For the year ended 31 December 2020, under The Companies (Miscellaneous Reporting) Regulations 2019, the Company has applied the Wates Corporate Governance Principles for Large Private Companies (published by the Financial Reporting Council (‘FRC’) in December 2019 and available on the FRC website). The following paragraphs summarise how the Group has applied the principles over the past year:


Principle 1 – Purpose and leadership

At Helping Hands, we like to go above and beyond the typical way of providing home care. Unlike a traditional care agency, our service is managed from start to finish by a team of dedicated care managers local to the customer. The focus of the Board during much of 2020 has been on the Group’s response to the pandemic. The goal of being “trusted” is about ensuring that the Group has a reputation as one of the most trusted businesses anywhere, that it invests in its carers and customers, that it treats them fairly and that it manages its risks and delivers its promises, safely, on time, and at the right quality.


Principle 2 – Board composition

The Board comprises a separate Chairman and Chief Executive to ensure that the balance of responsibilities, accountabilities and decision making across the Group are maintained effectively, as well as a Group Managing Director, Chief Financial Officer, three independent non-executives and two family members (including the Chairman). This size and composition is appropriate to the Group’s large yet focused business. Independent non-executive directors bring experience in addition to perspectives and challenge from outside the sectors in which the Group operates.


Principle 3 – Director responsibilities

The Board has a programme of eleven principal meetings every year. As part of every Group Board meeting, the governance of the Group is included as a standing agenda item. The Board’s key areas of focus in 2020 are noted in the ‘Directors’ statement of compliance with duty to promote the success of the Company (s172 statement)’ on page 3. The Board receives regular and timely information on all key aspects of the business, including health and safety, risks and opportunities, the financial performance of the business, strategy, operational matters, market conditions and sustainability, all supported by Key Performance Indicators (KPIs).


Principle 4 – Opportunity and risk

The Board seeks out opportunity whilst mitigating risk.

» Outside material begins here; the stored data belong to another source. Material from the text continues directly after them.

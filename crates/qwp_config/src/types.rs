//! Configuration types deserialized from `qwp.toml`.

use serde::{Deserialize, Serialize};
use std::fmt;

/// Default number of grid divisions per axis.
pub const DEFAULT_GRID_DIVISIONS: u32 = 16;

/// Default seed of the placement random generator.
pub const DEFAULT_SEED: u32 = 123_456_789;

/// Default upper bound on the number of nodes a net may touch before it is
/// left out of the clique expansion.
pub const DEFAULT_MAX_NET_DEGREE: usize = 100;

/// The top-level configuration parsed from `qwp.toml`.
#[derive(Debug, Clone, Default, PartialEq, Deserialize, Serialize)]
pub struct QwpConfig {
    /// Settings of the placement engine.
    #[serde(default)]
    pub placer: PlacerConfig,
}

/// Settings of the recursive quadratic placer.
///
/// These are owned by the caller and never mutated by the engine.
#[derive(Debug, Clone, PartialEq, Deserialize, Serialize)]
#[serde(default, deny_unknown_fields)]
pub struct PlacerConfig {
    /// Tie input terminals to the left border and outputs to the right border.
    pub left_to_right: bool,
    /// Order input and output terminals alphabetically along the secondary axis.
    pub alphabetical_ordering: bool,
    /// Number of grid divisions per axis; recursion stops once a region is no
    /// wider than one division.
    pub grid_divisions: u32,
    /// Seed of the xorshift generator. Must be non-zero.
    pub seed: u32,
    /// Nets touching more nodes than this are not expanded into edges.
    pub max_net_degree: usize,
    /// The axis solved by the top-level call.
    pub first_axis: Axis,
    /// The linear solver used for the normal equations.
    pub solver: SolverKind,
}

impl PlacerConfig {
    /// Returns the grid resolution, i.e. the width of one grid division in
    /// the unit square.
    pub fn grid_resolution(&self) -> f64 {
        1.0 / f64::from(self.grid_divisions)
    }
}

impl Default for PlacerConfig {
    fn default() -> Self {
        Self {
            left_to_right: false,
            alphabetical_ordering: false,
            grid_divisions: DEFAULT_GRID_DIVISIONS,
            seed: DEFAULT_SEED,
            max_net_degree: DEFAULT_MAX_NET_DEGREE,
            first_axis: Axis::X,
            solver: SolverKind::Gaussian,
        }
    }
}

/// One of the two placement axes.
#[derive(Debug, Clone, Copy, Default, PartialEq, Eq, Hash, Deserialize, Serialize)]
#[serde(rename_all = "lowercase")]
pub enum Axis {
    /// The horizontal axis.
    #[default]
    X,
    /// The vertical axis.
    Y,
}

impl Axis {
    /// Returns the other axis.
    pub fn other(self) -> Axis {
        match self {
            Axis::X => Axis::Y,
            Axis::Y => Axis::X,
        }
    }
}

impl fmt::Display for Axis {
    fn fmt(&self, f: &mut fmt::Formatter<'_>) -> fmt::Result {
        match self {
            Axis::X => write!(f, "x"),
            Axis::Y => write!(f, "y"),
        }
    }
}

/// Selects the algorithm used to solve the normal equations.
#[derive(Debug, Clone, Copy, Default, PartialEq, Eq, Deserialize, Serialize)]
#[serde(rename_all = "lowercase")]
pub enum SolverKind {
    /// Gaussian elimination without pivoting (reference behavior).
    #[default]
    Gaussian,
    /// Gaussian elimination with partial pivoting; rejects singular systems.
    Pivoting,
}

#[cfg(test)]
mod tests {
    use super::*;

    #[test]
    fn defaults() {
        let cfg = PlacerConfig::default();
        assert!(!cfg.left_to_right);
        assert!(!cfg.alphabetical_ordering);
        assert_eq!(cfg.grid_divisions, 16);
        assert_eq!(cfg.seed, 123_456_789);
        assert_eq!(cfg.max_net_degree, 100);
        assert_eq!(cfg.first_axis, Axis::X);
        assert_eq!(cfg.solver, SolverKind::Gaussian);
    }

    #[test]
    fn grid_resolution_is_reciprocal() {
        let cfg = PlacerConfig {
            grid_divisions: 8,
            ..PlacerConfig::default()
        };
        assert_eq!(cfg.grid_resolution(), 0.125);
        assert_eq!(PlacerConfig::default().grid_resolution(), 1.0 / 16.0);
    }

    #[test]
    fn axis_other() {
        assert_eq!(Axis::X.other(), Axis::Y);
        assert_eq!(Axis::Y.other(), Axis::X);
        assert_eq!(Axis::X.to_string(), "x");
    }
}
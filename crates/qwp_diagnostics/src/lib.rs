//! Coded diagnostics for the placer: severity, codes, accumulation, rendering.
//!
//! Placement findings that the user should see (dropped nets, run summaries,
//! fatal invariant violations) are reported as structured [`Diagnostic`]
//! values. The thread-safe [`DiagnosticSink`] accumulates them during a run,
//! and a [`DiagnosticRenderer`] turns them into text for the terminal.

#![warn(missing_docs)]

pub mod code;
pub mod diagnostic;
pub mod renderer;
pub mod severity;
pub mod sink;

pub use code::{Category, DiagnosticCode};
pub use diagnostic::Diagnostic;
pub use renderer::{DiagnosticRenderer, JsonRenderer, TerminalRenderer};
pub use severity::Severity;
pub use sink::DiagnosticSink;
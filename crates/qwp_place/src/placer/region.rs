//! Rectangular regions of the unit square, expressed per axis.

use std::fmt;

/// Slack allowed around a region when checking solved coordinates.
pub const BOUNDS_TOLERANCE: f64 = 0.1;

/// An interval on one axis given by its center and half width.
#[derive(Debug, Clone, Copy, PartialEq)]
pub struct Interval {
    /// Midpoint.
    pub center: f64,
    /// Half the width.
    pub half_width: f64,
}

impl Interval {
    /// The whole unit interval.
    pub const UNIT: Interval = Interval {
        center: 0.5,
        half_width: 0.5,
    };

    /// Creates an interval.
    pub fn new(center: f64, half_width: f64) -> Self {
        Self { center, half_width }
    }

    /// Lower end.
    pub fn low(&self) -> f64 {
        self.center - self.half_width
    }

    /// Upper end.
    pub fn high(&self) -> f64 {
        self.center + self.half_width
    }

    /// Returns the limits widened by [`BOUNDS_TOLERANCE`].
    pub fn tolerance_band(&self) -> (f64, f64) {
        (self.low() - BOUNDS_TOLERANCE, self.high() + BOUNDS_TOLERANCE)
    }

    /// Returns `true` if `value` lies within the tolerance band.
    pub fn admits(&self, value: f64) -> bool {
        let (low, high) = self.tolerance_band();
        low <= value && value <= high
    }

    /// Returns `true` once the interval is no wider than `grid`.
    pub fn within_grid(&self, grid: f64) -> bool {
        2.0 * self.half_width <= grid
    }

    /// The lower half.
    pub fn lower_half(&self) -> Self {
        Self::new(self.center - self.half_width / 2.0, self.half_width / 2.0)
    }

    /// The upper half.
    pub fn upper_half(&self) -> Self {
        Self::new(self.center + self.half_width / 2.0, self.half_width / 2.0)
    }
}

impl fmt::Display for Interval {
    fn fmt(&self, f: &mut fmt::Formatter<'_>) -> fmt::Result {
        write!(f, "[{:.4}, {:.4}]", self.low(), self.high())
    }
}

/// The region of one recursion frame: an interval on the axis being solved
/// and one on the other axis.
#[derive(Debug, Clone, Copy, PartialEq)]
pub struct Region {
    /// Interval on the axis the frame solves.
    pub primary: Interval,
    /// Interval on the other axis.
    pub secondary: Interval,
}

impl Region {
    /// The unit square.
    pub const UNIT: Region = Region {
        primary: Interval::UNIT,
        secondary: Interval::UNIT,
    };

    /// Returns `true` if the region is no wider than `grid` on both axes.
    pub fn is_leaf(&self, grid: f64) -> bool {
        self.primary.within_grid(grid) && self.secondary.within_grid(grid)
    }

    /// Splits along the primary axis and returns the child regions with the
    /// axis roles exchanged: each child's primary interval is this region's
    /// secondary one.
    pub fn split(&self) -> (Region, Region) {
        let left = Region {
            primary: self.secondary,
            secondary: self.primary.lower_half(),
        };
        let right = Region {
            primary: self.secondary,
            secondary: self.primary.upper_half(),
        };
        (left, right)
    }
}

The Company’s key operational risks and mitigations are outlined in the Strategic report (and are denoted as ‘Principal risks’).


Principle 5 – Remuneration

The Board’s primary objective is to set remuneration at a level that will enhance the Company’s resources by securing and retaining quality senior management who can deliver the Group’s strategic ambitions in a manner consistent with both its purpose and the interests of its shareholders.


Principle 6 – Stakeholders

The Board is clear that good governance and effective communication are essential on a day-to-day basis to enable the business to fulfil its purpose and to protect the Company’s brand, reputation and relationships with all its stakeholders including shareholders, customers, employees, suppliers, financial institutions and the communities in which it works.